Ever wondered what it’s like to be a digital nomad?
Read our digital nomad interview series where we talk to people living their own unique lifestyles abroad, while working online. No two stories are the same; get insight and advice from our peers and shed light on the efficacy of your own plans through the experiences of others.
Meet the Wagoners, a Digital Nomad Family
We are Heidi and Alan Wagoner, with our 2 kids Lars and Anya (15 & 12). We were on that Hamster Wheel of Life: get up, go to work, work more, get home, eat dinner, go to bed, rinse and repeat. There just had to be more to life than that! With only a few weeks of vacation per year, we just couldn’t provide our kids with much more than a sample of another culture. We were both had very successful jobs, but every year the companies were downsizing. We knew it was just a matter of time before it was our turn.
We decided to take matters into our own hands. We saved money, sold our home, quit our jobs and designed our own lifestyle.
We left the USA in August of 2012 and headed to Spain for 1-2 years. Our plan was to immerse the kids into the Spanish culture with a focus on them becoming fluent in Spanish. After our time in Spain, we had enough money set aside to stay in Spain another year or go for a different experience.
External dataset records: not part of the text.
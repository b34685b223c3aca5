//! Core metrics definitions.
//!
//! All metrics follow Prometheus naming conventions:
//! - `_total` suffix for counters
//! - `_seconds` suffix for histograms measuring duration

use metrics::{counter, describe_counter, describe_gauge, describe_histogram, histogram};

/// Register all core metrics with descriptions.
///
/// Call once after installing a recorder so exporters carry the metadata.
pub fn register_core_metrics() {
    // Task metrics
    describe_counter!("vpool_tasks_submitted_total", "Total number of background tasks submitted");
    describe_counter!("vpool_tasks_finished_total", "Total number of tasks that finished");
    describe_counter!(
        "vpool_tasks_failed_total",
        "Total number of tasks that failed (errors and panics)"
    );
    describe_counter!(
        "vpool_tasks_rejected_total",
        "Total number of submissions refused because the queue was full"
    );
    describe_gauge!("vpool_tasks_pending", "Tasks admitted and not yet terminal");

    // Pool metrics
    describe_counter!("vpool_pool_created_total", "Total number of pools created (by type)");
    describe_counter!(
        "vpool_pool_operation_failures_total",
        "Total number of failed pool operations (by operation)"
    );
    describe_histogram!(
        "vpool_pool_operation_duration_seconds",
        "Duration of pool operations against the manager (by operation)"
    );

    // Scan metrics
    describe_counter!("vpool_scans_started_total", "Total number of deep scans started");
    describe_counter!("vpool_scan_images_found_total", "Total number of images linked by scans");
    describe_counter!("vpool_scan_cleanups_total", "Total number of scan pool teardowns");
    describe_counter!(
        "vpool_scan_cleanup_errors_total",
        "Total number of failed teardown steps (logged and ignored)"
    );

    // Database metrics
    describe_counter!("vpool_db_errors_total", "Total object store failures (by operation)");
}

pub fn record_pool_created(pool_type: &str) {
    counter!("vpool_pool_created_total", "type" => pool_type.to_string()).increment(1);
}

pub fn record_pool_operation(operation: &str, duration_secs: f64) {
    histogram!("vpool_pool_operation_duration_seconds", "operation" => operation.to_string())
        .record(duration_secs);
}

pub fn record_pool_failure(operation: &str) {
    counter!("vpool_pool_operation_failures_total", "operation" => operation.to_string())
        .increment(1);
}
The family voted and it was off to a nomadic lifestyle through southeast Asia. This was an amazing experience for us. We met some wonderful fellow travelers and nomads and learned more about blog monetization and ways to earn an income. Here we are after nearly 5 years and we are still going. We are back in Spain as our home base, as we wanted to maintain our Spanish residency, which provides us easy access to the rest of Europe.
How did your friends and family take your decision to become digital nomads?
There were two camps of people, those who were envious and supportive and those who thought we were crazy. Both sets had plenty to say about our choice, but those who thought we were crazy just couldn’t understand and there was no way we could change their minds.
Our best bit of advice is to go with your gut, learn from your mistakes, and don’t let others provide excuses for you not to live your dream.
Were there any sacrifices you had to make to become full-time travelers?
Our biggest sacrifice was not having a steady income and being further away from family and friends. That said, once you downsize your life into a suitcase, we found you don’t need nearly as much money to live.
The more stuff you have, the more your life costs you. It is crazy! Once you are down to just the clothes you need and being able to move from place to place, we found it to be far less expensive than living in a home we owned, with 2 cars and 2 jobs.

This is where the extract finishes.